▶ _TRY IT_
Reproduce the section of the listing that begins at the line containing "pub const DEFAULT_NAPPS_URI: &str" and finishes at the line containing "let mut document". Include both end lines and nothing beyond them.

▶ _MATERIAL SHOWN_
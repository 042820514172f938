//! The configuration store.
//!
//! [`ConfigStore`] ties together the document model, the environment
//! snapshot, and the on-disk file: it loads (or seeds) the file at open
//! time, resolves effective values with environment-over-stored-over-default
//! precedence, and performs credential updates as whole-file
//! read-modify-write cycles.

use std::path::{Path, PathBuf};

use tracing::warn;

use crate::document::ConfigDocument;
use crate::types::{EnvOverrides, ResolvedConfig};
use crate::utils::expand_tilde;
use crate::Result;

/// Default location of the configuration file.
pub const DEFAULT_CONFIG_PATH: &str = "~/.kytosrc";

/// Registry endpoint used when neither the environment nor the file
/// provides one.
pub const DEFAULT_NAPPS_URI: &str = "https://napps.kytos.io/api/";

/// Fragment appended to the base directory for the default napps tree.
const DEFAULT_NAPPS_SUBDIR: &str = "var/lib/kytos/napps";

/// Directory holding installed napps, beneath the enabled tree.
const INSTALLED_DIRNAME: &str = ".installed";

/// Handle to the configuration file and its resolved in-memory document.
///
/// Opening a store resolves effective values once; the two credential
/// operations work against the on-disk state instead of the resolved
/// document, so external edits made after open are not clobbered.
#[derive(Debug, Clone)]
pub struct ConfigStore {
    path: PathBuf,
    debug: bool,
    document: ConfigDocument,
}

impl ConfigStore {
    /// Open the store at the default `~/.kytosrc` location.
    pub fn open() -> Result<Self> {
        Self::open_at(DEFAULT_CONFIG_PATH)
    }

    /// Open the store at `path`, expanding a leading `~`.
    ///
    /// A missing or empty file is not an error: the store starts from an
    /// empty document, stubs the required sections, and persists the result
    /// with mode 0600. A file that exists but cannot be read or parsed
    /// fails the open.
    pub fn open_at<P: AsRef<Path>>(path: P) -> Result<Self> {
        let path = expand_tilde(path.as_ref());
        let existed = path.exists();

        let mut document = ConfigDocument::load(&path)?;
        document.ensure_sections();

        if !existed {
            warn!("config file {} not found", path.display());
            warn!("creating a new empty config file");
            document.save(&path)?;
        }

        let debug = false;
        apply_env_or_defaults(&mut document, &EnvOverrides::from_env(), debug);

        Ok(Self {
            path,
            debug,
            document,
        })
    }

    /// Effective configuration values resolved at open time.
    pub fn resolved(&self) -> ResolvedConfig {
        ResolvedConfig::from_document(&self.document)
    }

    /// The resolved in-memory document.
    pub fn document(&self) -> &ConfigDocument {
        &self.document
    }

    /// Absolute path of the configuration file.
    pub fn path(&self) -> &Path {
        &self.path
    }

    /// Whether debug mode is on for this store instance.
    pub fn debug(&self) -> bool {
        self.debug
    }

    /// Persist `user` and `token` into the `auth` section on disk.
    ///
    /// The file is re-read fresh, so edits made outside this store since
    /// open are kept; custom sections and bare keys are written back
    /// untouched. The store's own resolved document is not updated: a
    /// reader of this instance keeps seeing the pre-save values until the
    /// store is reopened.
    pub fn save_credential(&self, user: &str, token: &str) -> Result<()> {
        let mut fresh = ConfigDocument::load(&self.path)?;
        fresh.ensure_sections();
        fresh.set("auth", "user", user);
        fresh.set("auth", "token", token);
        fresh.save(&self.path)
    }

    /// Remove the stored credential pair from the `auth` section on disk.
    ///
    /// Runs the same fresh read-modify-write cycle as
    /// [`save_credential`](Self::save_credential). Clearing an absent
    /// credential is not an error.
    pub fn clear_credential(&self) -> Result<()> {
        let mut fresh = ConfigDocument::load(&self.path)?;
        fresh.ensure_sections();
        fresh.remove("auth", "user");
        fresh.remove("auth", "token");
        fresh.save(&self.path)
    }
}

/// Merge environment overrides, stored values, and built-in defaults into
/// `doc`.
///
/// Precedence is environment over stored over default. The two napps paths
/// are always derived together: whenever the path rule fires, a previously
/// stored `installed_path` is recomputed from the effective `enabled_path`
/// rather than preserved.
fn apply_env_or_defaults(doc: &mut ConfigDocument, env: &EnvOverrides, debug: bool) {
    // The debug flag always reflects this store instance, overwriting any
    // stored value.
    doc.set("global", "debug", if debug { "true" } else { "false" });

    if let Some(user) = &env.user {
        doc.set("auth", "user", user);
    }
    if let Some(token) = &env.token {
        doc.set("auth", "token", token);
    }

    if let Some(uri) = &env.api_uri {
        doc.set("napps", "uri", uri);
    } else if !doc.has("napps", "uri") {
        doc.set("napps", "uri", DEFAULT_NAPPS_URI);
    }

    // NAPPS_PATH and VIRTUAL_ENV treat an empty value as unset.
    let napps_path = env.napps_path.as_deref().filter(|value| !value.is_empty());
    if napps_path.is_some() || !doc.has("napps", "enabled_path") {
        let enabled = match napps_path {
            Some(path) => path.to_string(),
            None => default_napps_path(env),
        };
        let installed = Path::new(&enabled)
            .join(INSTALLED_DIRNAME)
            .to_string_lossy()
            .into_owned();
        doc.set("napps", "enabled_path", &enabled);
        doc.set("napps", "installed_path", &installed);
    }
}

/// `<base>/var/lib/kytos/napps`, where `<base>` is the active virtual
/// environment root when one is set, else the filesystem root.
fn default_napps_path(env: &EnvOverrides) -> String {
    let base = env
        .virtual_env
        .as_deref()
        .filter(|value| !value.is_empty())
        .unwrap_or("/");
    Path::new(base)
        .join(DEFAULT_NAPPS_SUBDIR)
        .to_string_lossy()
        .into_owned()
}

...

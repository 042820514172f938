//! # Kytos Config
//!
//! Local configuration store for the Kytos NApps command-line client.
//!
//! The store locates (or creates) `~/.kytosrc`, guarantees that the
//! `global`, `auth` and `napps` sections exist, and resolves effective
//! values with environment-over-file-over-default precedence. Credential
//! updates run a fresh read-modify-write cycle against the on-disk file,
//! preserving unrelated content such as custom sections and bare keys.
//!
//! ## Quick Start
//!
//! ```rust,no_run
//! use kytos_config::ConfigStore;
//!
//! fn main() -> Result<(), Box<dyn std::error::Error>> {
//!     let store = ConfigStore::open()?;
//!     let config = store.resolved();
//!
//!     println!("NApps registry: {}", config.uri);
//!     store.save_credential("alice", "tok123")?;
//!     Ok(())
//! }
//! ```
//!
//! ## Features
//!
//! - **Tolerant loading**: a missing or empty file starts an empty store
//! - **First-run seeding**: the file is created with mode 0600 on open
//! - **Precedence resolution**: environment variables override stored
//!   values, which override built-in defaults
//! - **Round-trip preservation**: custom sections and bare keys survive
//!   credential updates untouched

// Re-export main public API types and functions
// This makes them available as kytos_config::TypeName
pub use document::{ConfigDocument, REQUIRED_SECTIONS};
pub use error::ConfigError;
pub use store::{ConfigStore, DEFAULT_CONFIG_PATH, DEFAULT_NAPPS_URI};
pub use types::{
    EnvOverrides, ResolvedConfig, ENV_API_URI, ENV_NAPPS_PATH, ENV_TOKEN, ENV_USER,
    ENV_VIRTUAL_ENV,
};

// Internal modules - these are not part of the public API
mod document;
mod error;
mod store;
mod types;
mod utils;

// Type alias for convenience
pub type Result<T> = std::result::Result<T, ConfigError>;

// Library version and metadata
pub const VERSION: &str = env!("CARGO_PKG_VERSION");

▶ _RESPONSE TO THIS EXERCISE_
pub const DEFAULT_NAPPS_URI: &str = "https://napps.kytos.io/api/";

/// Fragment appended to the base directory for the default napps tree.
const DEFAULT_NAPPS_SUBDIR: &str = "var/lib/kytos/napps";

/// Directory holding installed napps, beneath the enabled tree.
const INSTALLED_DIRNAME: &str = ".installed";

/// Handle to the configuration file and its resolved in-memory document.
///
/// Opening a store resolves effective values once; the two credential
/// operations work against the on-disk state instead of the resolved
/// document, so external edits made after open are not clobbered.
#[derive(Debug, Clone)]
pub struct ConfigStore {
    path: PathBuf,
    debug: bool,
    document: ConfigDocument,
}

impl ConfigStore {
    /// Open the store at the default `~/.kytosrc` location.
    pub fn open() -> Result<Self> {
        Self::open_at(DEFAULT_CONFIG_PATH)
    }

    /// Open the store at `path`, expanding a leading `~`.
    ///
    /// A missing or empty file is not an error: the store starts from an
    /// empty document, stubs the required sections, and persists the result
    /// with mode 0600. A file that exists but cannot be read or parsed
    /// fails the open.
    pub fn open_at<P: AsRef<Path>>(path: P) -> Result<Self> {
        let path = expand_tilde(path.as_ref());
        let existed = path.exists();

        let mut document = ConfigDocument::load(&path)?;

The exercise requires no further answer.